> _REQUIREMENT_: After reading the entries below, copy word for word the lines from the first through the line containing "use std::sync::Arc;", and stop there.

[[ MATERIAL PROVIDED open ]]

//! Job submission service.
//!
//! Library-level front door for clients: declare a job and its input files,
//! upload through the returned grants, finalize to hand the job to the
//! workers, then poll status. Bytes never pass through this service; they
//! move through storage grants.

use std::sync::Arc;

use serde::Serialize;
use serde_json::Value;

use crate::db::job_repo::{self, JobRow};
use crate::db::{input_repo, output_repo, Database};
use crate::error::{JobErrorCode, SubmitError};
use crate::queue::JobQueue;
use crate::state::JobStatus;
use crate::storage::{FileMeta, OutputRef, StorageGateway, TransferGrant};
use crate::tools::ToolRegistry;

/// A file the client intends to upload for a job.
#[derive(Debug, Clone)]
pub struct NewJobFile {
    pub name: String,
    /// Declared MIME type; guessed from the filename when absent.
    pub mime_type: Option<String>,
    pub size_bytes: i64,
}

#[derive(Debug, Serialize)]
#[serde(rename_all = "camelCase")]
pub struct CreatedJob {
    pub job_id: String,
    /// One grant per declared file, in declaration order.
    pub upload_grants: Vec<TransferGrant>,
}

#[derive(Debug, Serialize)]
#[serde(rename_all = "camelCase")]
pub struct JobStatusReport {
    pub job_id: String,
    pub tool_slug: String,
    pub status: JobStatus,
    pub progress: i64,
    pub error_code: Option<String>,
    pub error_message: Option<String>,
    /// Download grants for the results; present only once COMPLETED.
    pub outputs: Vec<TransferGrant>,
    pub created_at: String,
    pub updated_at: String,
}

pub struct JobService {
    db: Database,
    storage: Arc<dyn StorageGateway>,
    tools: Arc<ToolRegistry>,
    queue: Arc<dyn JobQueue>,
}

impl JobService {
    pub fn new(
        db: Database,
        storage: Arc<dyn StorageGateway>,
        tools: Arc<ToolRegistry>,
        queue: Arc<dyn JobQueue>,
    ) -> Self {
        Self {
            db,
            storage,
            tools,
            queue,
        }
    }

    /// Validates and records a new job in PENDING, returning upload grants
    /// for its declared input files. Nothing is queued yet; the job only
    /// becomes visible to workers at `finalize_job`.
    pub fn create_job(
        &self,
        tool_slug: &str,
        files: &[NewJobFile],
        params: Value,
        user_id: Option<&str>,
    ) -> Result<CreatedJob, SubmitError> {
        let tool = self
            .tools
            .get(tool_slug)
            .ok_or_else(|| SubmitError::UnknownTool(tool_slug.to_string()))?;

        if files.is_empty() {
            return Err(SubmitError::NoInputFiles);
        }
        if files.len() > tool.max_input_files {
            return Err(SubmitError::TooManyFiles {
                max: tool.max_input_files,
                got: files.len(),
            });
        }
        self.tools.validate_params(tool_slug, &params)?;

        let job_id = uuid::Uuid::new_v4().to_string();

        let metas: Vec<FileMeta> = files
            .iter()
            .map(|file| FileMeta {
                name: file.name.clone(),
                mime_type: file.mime_type.clone().unwrap_or_else(|| {
                    mime_guess::from_path(&file.name)
                        .first_or_octet_stream()
                        .essence_str()
                        .to_string()
                }),
                size_bytes: file.size_bytes,
            })
            .collect();
        let upload_grants = self.storage.create_upload_grants(&job_id, &metas)?;

        job_repo::insert(
            &self.db,
            &JobRow::new(
                job_id.clone(),
                tool_slug.to_string(),
                user_id.map(str::to_string),
                Some(params.to_string()),
            ),
        )?;
        for (ordinal, (meta, grant)) in metas.iter().zip(&upload_grants).enumerate() {
            input_repo::insert(
                &self.db,
                &input_repo::InputRow {
                    job_id: job_id.clone(),
                    ordinal: ordinal as i64,
                    filename: meta.name.clone(),
                    mime_type: meta.mime_type.clone(),
                    size_bytes: meta.size_bytes,
                    storage_key: grant.key.clone(),
                    etag: None,
                },
            )?;
        }

        log::info!(
            "Created job {} ({}) with {} input file(s)",
            job_id,
            tool_slug,
            files.len()
        );
        Ok(CreatedJob {
            job_id,
            upload_grants,
        })
    }

    /// Confirms the uploads and hands the job to the workers.
    ///
    /// `etags` pairs with the job's inputs by ordinal; `None` entries are
    /// skipped. The PENDING -> QUEUED move is conditional, so a double
    /// finalize gets a transition error instead of enqueueing twice.
    pub fn finalize_job(&self, job_id: &str, etags: &[Option<String>]) -> Result<(), SubmitError> {
        job_repo::find_by_id(&self.db, job_id)?
            .ok_or_else(|| SubmitError::JobNotFound(job_id.to_string()))?;

        for (ordinal, etag) in etags.iter().enumerate() {
            if let Some(etag) = etag {
                input_repo::set_etag(&self.db, job_id, ordinal as i64, etag)?;
            }
        }

        job_repo::transition(&self.db, job_id, JobStatus::Pending, JobStatus::Queued, None)?;

        if let Err(e) = self.queue.enqueue(job_id) {
            let message = format!("Failed to enqueue job: {}", e);
            log::error!("{} ({})", message, job_id);
            job_repo::fail(&self.db, job_id, JobErrorCode::Processing, &message)?;
            return Err(e.into());
        }

        log::info!("Job {} queued", job_id);
        Ok(())
    }

    /// Current status, progress and error fields, plus download grants for
    /// the outputs once the job is COMPLETED.
    pub fn job_status(&self, job_id: &str) -> Result<JobStatusReport, SubmitError> {
        let row = job_repo::find_by_id(&self.db, job_id)?
            .ok_or_else(|| SubmitError::JobNotFound(job_id.to_string()))?;

        let outputs = if row.status == JobStatus::Completed {
            let refs: Vec<OutputRef> = output_repo::list_for_job(&self.db, job_id)?
                .into_iter()
                .map(|o| OutputRef {
                    key: o.storage_key,
                    name: o.filename,
                })
                .collect();
            self.storage.create_download_grants(job_id, &refs)?
        } else {
            Vec::new()
        };

        Ok(JobStatusReport {
            job_id: row.id,
            tool_slug: row.tool_slug,
            status: row.status,
            progress: row.progress,
            error_code: row.error_code,
            error_message: row.error_message,
            outputs,
            created_at: row.created_at,
            updated_at: row.updated_at,
        })
    }

    /// Re-queues a FAILED job. Only an explicit caller decision ever retries
    /// a job; the worker itself never re-runs failures.
    pub fn retry_job(&self, job_id: &str) -> Result<(), SubmitError> {
        job_repo::find_by_id(&self.db, job_id)?
            .ok_or_else(|| SubmitError::JobNotFound(job_id.to_string()))?;

        job_repo::transition(&self.db, job_id, JobStatus::Failed, JobStatus::Queued, None)?;
        job_repo::clear_error(&self.db, job_id)?;
        self.queue.enqueue(job_id)?;

        log::info!("Job {} re-queued for retry", job_id);
        Ok(())
    }
}

#[cfg(test)]
mod tests {
    use super::*;
    use crate::db::job_repo::TransitionError;
    use crate::queue::ChannelQueue;
    use crate::storage::FsStorageGateway;

    struct Harness {
        service: JobService,
        db: Database,
        storage: Arc<FsStorageGateway>,
        queue: Arc<ChannelQueue>,
        _storage_dir: tempfile::TempDir,
    }

    fn harness() -> Harness {
        let db = Database::open_in_memory().unwrap();
        let storage_dir = tempfile::tempdir().unwrap();
        let storage = Arc::new(FsStorageGateway::new(
            storage_dir.path(),
            chrono::Duration::hours(1),
        ));
        let queue = Arc::new(ChannelQueue::new());
        let service = JobService::new(
            db.clone(),
            storage.clone(),
            Arc::new(ToolRegistry::builtin()),
            queue.clone(),
        );
        Harness {
            service,
            db,
            storage,
            queue,
            _storage_dir: storage_dir,
        }
    }

    fn md_file(name: &str) -> NewJobFile {
        NewJobFile {
            name: name.to_string(),
            mime_type: None,
            size_bytes: 5,
        }
    }

    #[test]
    fn test_create_finalize_flow() {
        let h = harness();

        let created = h
            .service
            .create_job(
                "markdown-converter",
                &[md_file("a.md"), md_file("b.md")],
                serde_json::json!({}),
                Some("user-1"),
            )
            .unwrap();
        assert_eq!(created.upload_grants.len(), 2);

        // Before finalize the job is invisible to workers.
        let report = h.service.job_status(&created.job_id).unwrap();
        assert_eq!(report.status, JobStatus::Pending);
        assert!(h.queue.is_empty());

        for grant in &created.upload_grants {
            h.storage.upload(&grant.key, b"Hello", "text/markdown").unwrap();
        }
        h.service
            .finalize_job(&created.job_id, &[Some("e1".to_string()), None])
            .unwrap();

        let report = h.service.job_status(&created.job_id).unwrap();
        assert_eq!(report.status, JobStatus::Queued);
        assert_eq!(h.queue.dequeue().unwrap(), Some(created.job_id.clone()));

        let inputs = input_repo::list_for_job(&h.db, &created.job_id).unwrap();
        assert_eq!(inputs[0].etag.as_deref(), Some("e1"));
        assert!(inputs[1].etag.is_none());
    }

    #[test]
    fn test_double_finalize_rejected() {
        let h = harness();
        let created = h
            .service
            .create_job("markdown-converter", &[md_file("a.md")], serde_json::json!({}), None)
            .unwrap();

        h.service.finalize_job(&created.job_id, &[]).unwrap();
        let err = h.service.finalize_job(&created.job_id, &[]).unwrap_err();
        assert!(matches!(
            err,
            SubmitError::Transition(TransitionError::StateMismatch { .. })
        ));
        // Only one enqueue happened.
        assert_eq!(h.queue.len(), 1);
    }

    #[test]
    fn test_create_job_validation() {
        let h = harness();

        assert!(matches!(
            h.service
                .create_job("no-such-tool", &[md_file("a.md")], serde_json::json!({}), None),
            Err(SubmitError::UnknownTool(_))
        ));

        assert!(matches!(
            h.service
                .create_job("markdown-converter", &[], serde_json::json!({}), None),
            Err(SubmitError::NoInputFiles)
        ));

        let too_many: Vec<NewJobFile> =
            (0..21).map(|i| md_file(&format!("f{}.md", i))).collect();
        assert!(matches!(
            h.service
                .create_job("markdown-converter", &too_many, serde_json::json!({}), None),
            Err(SubmitError::TooManyFiles { max: 20, got: 21 })
        ));

        assert!(matches!(
            h.service.create_job(
                "image-resize",
                &[md_file("a.png")],
                serde_json::json!({ "width": 0 }),
                None
            ),
            Err(SubmitError::InvalidParams(_))
        ));

        // Nothing was persisted for any rejected submission.
        assert!(job_repo::list_ids_by_status(&h.db, JobStatus::Pending)
            .unwrap()
            .is_empty());
    }

    #[test]
    fn test_status_includes_download_grants_when_completed() {
        let h = harness();
        let created = h
            .service
            .create_job("markdown-converter", &[md_file("a.md")], serde_json::json!({}), None)
            .unwrap();
        let id = created.job_id.clone();

        // Walk the job to COMPLETED by hand and record an output.
        h.service.finalize_job(&id, &[]).unwrap();
        job_repo::transition(&h.db, &id, JobStatus::Queued, JobStatus::Processing, None).unwrap();
        h.storage
            .upload(&format!("jobs/{}/outputs/converted.md", id), b"x", "text/markdown")
            .unwrap();
        output_repo::insert(
            &h.db,
            &output_repo::OutputRow {
                job_id: id.clone(),
                filename: "converted.md".to_string(),
                mime_type: "text/markdown".to_string(),
                size_bytes: 1,
                storage_key: format!("jobs/{}/outputs/converted.md", id),
            },
        )
        .unwrap();
        job_repo::transition(&h.db, &id, JobStatus::Processing, JobStatus::Completed, Some(100))
            .unwrap();

        let report = h.service.job_status(&id).unwrap();
        assert_eq!(report.status, JobStatus::Completed);
        assert_eq!(report.outputs.len(), 1);
        assert_eq!(report.outputs[0].name, "converted.md");
        assert!(report.outputs[0].url.starts_with("file://"));
    }

    #[test]
    fn test_retry_only_from_failed() {
        let h = harness();
        let created = h
            .service
            .create_job("markdown-converter", &[md_file("a.md")], serde_json::json!({}), None)
            .unwrap();
        let id = created.job_id.clone();

        // Not failed yet.
        assert!(matches!(
            h.service.retry_job(&id),
            Err(SubmitError::Transition(_))
        ));

        job_repo::fail(&h.db, &id, JobErrorCode::Processing, "boom").unwrap();
        h.service.retry_job(&id).unwrap();

        let report = h.service.job_status(&id).unwrap();
        assert_eq!(report.status, JobStatus::Queued);
        assert!(report.error_code.is_none());
        assert_eq!(h.queue.dequeue().unwrap(), Some(id));
    }

    #[test]
    fn test_unknown_job_ids() {
        let h = harness();
        assert!(matches!(
            h.service.job_status("nope"),
            Err(SubmitError::JobNotFound(_))
        ));
        assert!(matches!(
            h.service.finalize_job("nope", &[]),
            Err(SubmitError::JobNotFound(_))
        ));
        assert!(matches!(
            h.service.retry_job("nope"),
            Err(SubmitError::JobNotFound(_))
        ));
    }
}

[[ MATERIAL PROVIDED closed ]]

> _ANSWER TO THIS TASK_:
//! Job submission service.
//!
//! Library-level front door for clients: declare a job and its input files,
//! upload through the returned grants, finalize to hand the job to the
//! workers, then poll status. Bytes never pass through this service; they
//! move through storage grants.

use std::sync::Arc;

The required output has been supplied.